Start of Source records

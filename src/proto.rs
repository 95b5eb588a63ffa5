//! Recovery of callable signatures from binding-generated docstrings.
//!
//! When the metadata index has no entry for a callable, the only signature
//! information left is the prototype line the binding generator embeds as the
//! first line of the docstring, shaped like
//! `plan( (Planner)arg1, (double)arg2) -> Supports :`. Parsing is best-effort
//! and total: a line that does not match the grammar yields the defaults, not
//! an error, because many callables carry free-form documentation instead.

use once_cell::sync::Lazy;
use regex::Regex;

static PROTOTYPE_RE: Lazy<Regex> =
    Lazy::new(|| Regex::new(r"^(.*?)\((.+)\) -> (.+) :$").unwrap());

/// One recovered argument: the raw type token and the argument name.
#[derive(Clone, Debug, PartialEq, Eq)]
pub struct ProtoArg {
    pub ty: String,
    pub name: String,
}

/// A callable signature recovered from a prototype line.
#[derive(Clone, Debug, PartialEq, Eq)]
pub struct Prototype {
    pub name: String,
    pub args: Vec<ProtoArg>,
    pub returns: String,
}

impl Prototype {
    fn fallback(name: &str) -> Self {
        Self {
            name: name.to_string(),
            args: Vec::new(),
            returns: crate::translate::UNKNOWN.to_string(),
        }
    }
}

/// Parses the first line of `doc` against the prototype grammar. `name` is
/// the caller's name for the callable and seeds the default result.
pub fn parse_prototype(name: &str, doc: Option<&str>) -> Prototype {
    let Some(doc) = doc else {
        return Prototype::fallback(name);
    };

    // Brackets mark optional/overload argument groups and carry no signature
    // information of their own.
    let line = doc
        .trim()
        .lines()
        .next()
        .unwrap_or("")
        .trim()
        .replace(['[', ']'], "");

    let Some(captures) = PROTOTYPE_RE.captures(&line) else {
        return Prototype::fallback(name);
    };

    let args = captures[2]
        .split(',')
        .map(|token| parse_arg(token.trim()))
        .collect();

    Prototype {
        name: captures[1].to_string(),
        args,
        returns: captures[3].to_string(),
    }
}

/// Splits one `(type)name` token. The type runs to the *last* `)` so that
/// nested parentheses inside the type (function-pointer-like expressions)
/// stay attached to it.
fn parse_arg(token: &str) -> ProtoArg {
    let token = token.strip_prefix('(').unwrap_or(token);
    match token.rfind(')') {
        Some(split) => ProtoArg {
            ty: token[..split].to_string(),
            name: token[split + 1..].to_string(),
        },
        None => ProtoArg {
            ty: String::new(),
            name: token.to_string(),
        },
    }
}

End of Source records

■ **What this task involves**: In the answer, each entry from the listing must be transcribed exactly.

■ **Solution for this task**:
filename src/proto.rs
repository 95b5eb588a63ffa5
//! Recovery of callable signatures from binding-generated docstrings.
//!
//! When the metadata index has no entry for a callable, the only signature
//! information left is the prototype line the binding generator embeds as the
//! first line of the docstring, shaped like
//! `plan( (Planner)arg1, (double)arg2) -> Supports :`. Parsing is best-effort
//! and total: a line that does not match the grammar yields the defaults, not
//! an error, because many callables carry free-form documentation instead.

use once_cell::sync::Lazy;
use regex::Regex;

static PROTOTYPE_RE: Lazy<Regex> =
    Lazy::new(|| Regex::new(r"^(.*?)\((.+)\) -> (.+) :$").unwrap());

/// One recovered argument: the raw type token and the argument name.
#[derive(Clone, Debug, PartialEq, Eq)]
pub struct ProtoArg {
    pub ty: String,
    pub name: String,
}

/// A callable signature recovered from a prototype line.
#[derive(Clone, Debug, PartialEq, Eq)]
pub struct Prototype {
    pub name: String,
    pub args: Vec<ProtoArg>,
    pub returns: String,
}

impl Prototype {
    fn fallback(name: &str) -> Self {
        Self {
            name: name.to_string(),
            args: Vec::new(),
            returns: crate::translate::UNKNOWN.to_string(),
        }
    }
}

/// Parses the first line of `doc` against the prototype grammar. `name` is
/// the caller's name for the callable and seeds the default result.
pub fn parse_prototype(name: &str, doc: Option<&str>) -> Prototype {
    let Some(doc) = doc else {
        return Prototype::fallback(name);
    };

    // Brackets mark optional/overload argument groups and carry no signature
    // information of their own.
    let line = doc
        .trim()
        .lines()
        .next()
        .unwrap_or("")
        .trim()
        .replace(['[', ']'], "");

    let Some(captures) = PROTOTYPE_RE.captures(&line) else {
        return Prototype::fallback(name);
    };

    let args = captures[2]
        .split(',')
        .map(|token| parse_arg(token.trim()))
        .collect();

    Prototype {
        name: captures[1].to_string(),
        args,
        returns: captures[3].to_string(),
    }
}

/// Splits one `(type)name` token. The type runs to the *last* `)` so that
/// nested parentheses inside the type (function-pointer-like expressions)
/// stay attached to it.
fn parse_arg(token: &str) -> ProtoArg {
    let token = token.strip_prefix('(').unwrap_or(token);
    match token.rfind(')') {
        Some(split) => ProtoArg {
            ty: token[..split].to_string(),
            name: token[split + 1..].to_string(),
        },
        None => ProtoArg {
            ty: String::new(),
            name: token.to_string(),
        },
    }
}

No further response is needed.